Testament to an album that has been recorded over a number of years, it isn't entirely consistent the whole way through, but let's face it, that isn't what matters when you are listening to the Coolies. Lo-fi out of necessity rather than any kind of aesthetic, songs like the live-recorded "Pull the Trigger" and "Shift" positively make your speakers bleed at high volume. "Ghost Baby" comes on like prime no-wave, with a spooky bassline and propulsive vocals, teetering on the edge of a sea of feedback. "Let's Pretend" kicks the album off with a minute-twenty of blasting punk-rawk righteousness, guitarist Tina and bassist Sjionel singing, "we're waiting for something to happen/we're only waiting for you." A line like that really sums up their M.O: when there's nothing to do, you gotta do it yourself.

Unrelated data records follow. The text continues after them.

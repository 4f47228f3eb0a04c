//! End-to-end scenarios: growth, shrinking, the fatal path and the sinks.

use std::sync::Arc;

use ciborium::value::Value;
use tempfile::TempDir;

use canary_stack::{
    canary_stack, CanaryStack, DiagnosticSnapshot, Error, GuardSide, IntegrityError,
    JsonLinesSink, PanicHandler, Provenance, ReportSink, SlotState, StackConfig, TextFileSink,
    TextLayout,
};
use canary_stack_core::canonical_snapshot_bytes;
use canary_stack_report::{FanoutSink, MemorySink, ReportError};
use canary_stack_testkit::fixtures::{expect_fatal, hundreds, Corruption, StackFixture};

fn init_tracing() {
    let _ = tracing_subscriber::fmt().with_test_writer().try_init();
}

#[test]
fn hundreds_to_three_thousand_grows_once() {
    init_tracing();
    let mut fixture = StackFixture::new();
    let mut grew_at = Vec::new();

    for (push, value) in hundreds(30).enumerate() {
        let before = fixture.stack.capacity();
        fixture.stack.push(value).unwrap();
        if fixture.stack.capacity() != before {
            grew_at.push((push + 1, before, fixture.stack.capacity()));
        }
    }

    assert_eq!(grew_at, vec![(17, 16, 32)]);
    assert_eq!(fixture.stack.stats().grows, 1);
    assert_eq!(fixture.stack.pop().unwrap(), 3000.0);
    assert_eq!(fixture.stack.guarded().validate(), Ok(()));
    assert_eq!(fixture.stack.len(), 29);
}

#[test]
fn hundred_pushes_eighty_pops_shrinks() {
    let mut fixture = StackFixture::filled(100);
    assert_eq!(fixture.stack.capacity(), 128);

    for _ in 0..80 {
        fixture.stack.pop().unwrap();
    }

    let expected: Vec<f64> = hundreds(20).collect();
    assert_eq!(fixture.stack.inspect(), expected.as_slice());
    assert_eq!(fixture.stack.capacity(), 32);
    assert_eq!(fixture.stack.stats().shrinks, 1);
    assert_eq!(fixture.stack.guarded().validate(), Ok(()));
}

#[test]
fn draining_returns_to_floor_and_underflows() {
    let mut fixture = StackFixture::filled(70);
    while fixture.stack.pop().is_ok() {}

    assert!(fixture.stack.is_empty());
    assert!(fixture.stack.capacity() >= 16);
    assert!(matches!(fixture.stack.pop(), Err(Error::Underflow)));
    assert_eq!(fixture.stack.stats().underflows, 2);
    assert_eq!(fixture.stack.guarded().validate(), Ok(()));
    assert!(fixture.sink.is_empty());
}

#[test]
fn every_corruption_reports_once_and_scrubs() {
    init_tracing();
    for corruption in Corruption::ALL {
        let mut fixture = StackFixture::filled(3);
        corruption.apply(&mut fixture.stack);

        expect_fatal(|| fixture.stack.push(400.0));

        assert_eq!(fixture.sink.len(), 1, "{corruption:?}");
        let snapshot = fixture.sink.last().unwrap();
        assert_eq!(snapshot.verdict, Some(corruption.expected()), "{corruption:?}");
        assert_eq!(snapshot.call_site.operation, "push");
        assert!(snapshot.call_site.file.ends_with("scenarios.rs"));

        if let Some(buffer) = fixture.stack.guarded().raw_buffer() {
            assert!(buffer.iter().all(|&e| e == 0.0), "{corruption:?} left data behind");
        }
    }
}

#[test]
fn corruption_detected_on_pop_and_check() {
    let mut fixture = StackFixture::filled(3);
    Corruption::BufferGuardHigh.apply(&mut fixture.stack);
    expect_fatal(|| fixture.stack.pop());
    assert_eq!(fixture.sink.last().unwrap().call_site.operation, "pop");

    let mut fixture = StackFixture::filled(3);
    Corruption::SizeBump.apply(&mut fixture.stack);
    expect_fatal(|| fixture.stack.check());
    let snapshot = fixture.sink.last().unwrap();
    assert_eq!(snapshot.call_site.operation, "check");
    assert_eq!(snapshot.verdict, Some(IntegrityError::StructureFieldsCorrupted));
}

#[test]
fn corrupted_snapshot_shows_the_damage() {
    let mut fixture = StackFixture::filled(2);
    fixture
        .stack
        .fault_injector()
        .set_buffer_guard(GuardSide::High, 1.5)
        .write_element(5, 9.0);

    expect_fatal(|| fixture.stack.pop());
    let snapshot = fixture.sink.last().unwrap();

    assert_eq!(snapshot.buffer_guard_high, Some(1.5));
    assert_eq!(snapshot.live().count(), 2);
    assert_eq!(snapshot.slots[5].state, SlotState::Stale);
    assert_eq!(snapshot.slots[6].state, SlotState::Poisoned);
}

struct RefusingSink;

impl ReportSink for RefusingSink {
    fn emit(&self, _snapshot: &DiagnosticSnapshot) -> canary_stack_report::Result<()> {
        Err(ReportError::Serialization("sink offline".into()))
    }
}

#[test]
fn failing_sink_does_not_prevent_fatal_path() {
    init_tracing();
    let memory = Arc::new(MemorySink::new());
    let mut stack = CanaryStack::builder(Provenance::new("stk", file!(), line!(), "test"))
        .sink(FanoutSink::new().with(RefusingSink).with(memory.clone()))
        .fatal_handler(PanicHandler)
        .build()
        .unwrap();
    stack.push(1.0).unwrap();
    Corruption::StructGuardLow.apply(&mut stack);

    expect_fatal(|| stack.push(2.0));
    assert_eq!(memory.len(), 1);
}

#[test]
fn fatal_snapshot_lands_in_json_lines() {
    let dir = TempDir::new().unwrap();
    let path = dir.path().join("snapshots.jsonl");
    let sink = JsonLinesSink::open(&path).unwrap();
    let mut stk = canary_stack!(stk, StackConfig::default(), sink, PanicHandler).unwrap();
    stk.push(100.0).unwrap();
    Corruption::LiveElementFlip.apply(&mut stk);
    expect_fatal(|| stk.pop());

    let text = std::fs::read_to_string(&path).unwrap();
    let lines: Vec<&str> = text.lines().collect();
    assert_eq!(lines.len(), 1);

    let record: serde_json::Value = serde_json::from_str(lines[0]).unwrap();
    assert_eq!(record["verdict"], "BufferContentCorrupted");
    assert_eq!(record["provenance"]["name"], "stk");
    assert_eq!(record["id"].as_str().unwrap().len(), 64);
    assert_eq!(record["call_site"]["operation"], "pop");
}

#[test]
fn text_dump_of_explicit_report() {
    let dir = TempDir::new().unwrap();
    let path = dir.path().join("log.txt");
    let mut stk =
        canary_stack!(stk, StackConfig::default(), TextFileSink::new(&path, TextLayout::Dump))
            .unwrap();
    for value in hundreds(3) {
        stk.push(value).unwrap();
    }
    stk.report().unwrap();

    let text = std::fs::read_to_string(&path).unwrap();
    assert!(text.contains("verdict: ok"));
    assert!(text.contains("(report)"));
    assert!(text.contains("*[2] = 300"));
    assert!(text.contains("scenarios.rs"));
    stk.destroy().unwrap();
}

#[test]
fn config_from_json_drives_growth() {
    let config: StackConfig =
        serde_json::from_str(r#"{ "initial_capacity": 4, "growth_factor": 3 }"#).unwrap();
    let mut fixture = StackFixture::with_config(config);

    for value in hundreds(5) {
        fixture.stack.push(value).unwrap();
    }
    assert_eq!(fixture.stack.capacity(), 12);
    assert_eq!(fixture.stack.config().reduction_factor, 4);
}

#[test]
fn canonical_snapshot_bytes_decode_without_addresses() {
    let fixture = StackFixture::filled(2);
    let snapshot = fixture.stack.dump();
    let bytes = canonical_snapshot_bytes(&snapshot);

    let value: Value = ciborium::de::from_reader(bytes.as_slice()).unwrap();
    let Value::Map(entries) = value else {
        panic!("snapshot is not a map");
    };
    assert_eq!(entries.len(), 9);

    let addr = Value::Integer((snapshot.stack_addr as u64).into());
    assert!(entries.iter().all(|(_, v)| *v != addr));
}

Live favourite "Throwaway" finds vocalist Tina dueting, for want of a better word, with drummer Stefan, his brooding voice a neat counterpoint to the frenetic music beneath it. The relatively epic "Searching" is a whirlwind of Casio-bleeps, vocals, drums rolls that metamorphoses, with a shout of "you don't understand!", into a free-noise outro. "Theory" and the fantastic "Holiday" show a more "pop" side to the band - they can be noisy as hell one minute, but then they wallop you with a catchy hook the next. It's the tension between these choice cuts and the more expansive and sonically overdriven material that gives Master it's edge over other scuzzed-out noise bands of today. There is a restlessness inherent in the Coolies' music; you get the sense that they are always moving forward, which makes Master a snapshot of a band who are not content to stand still.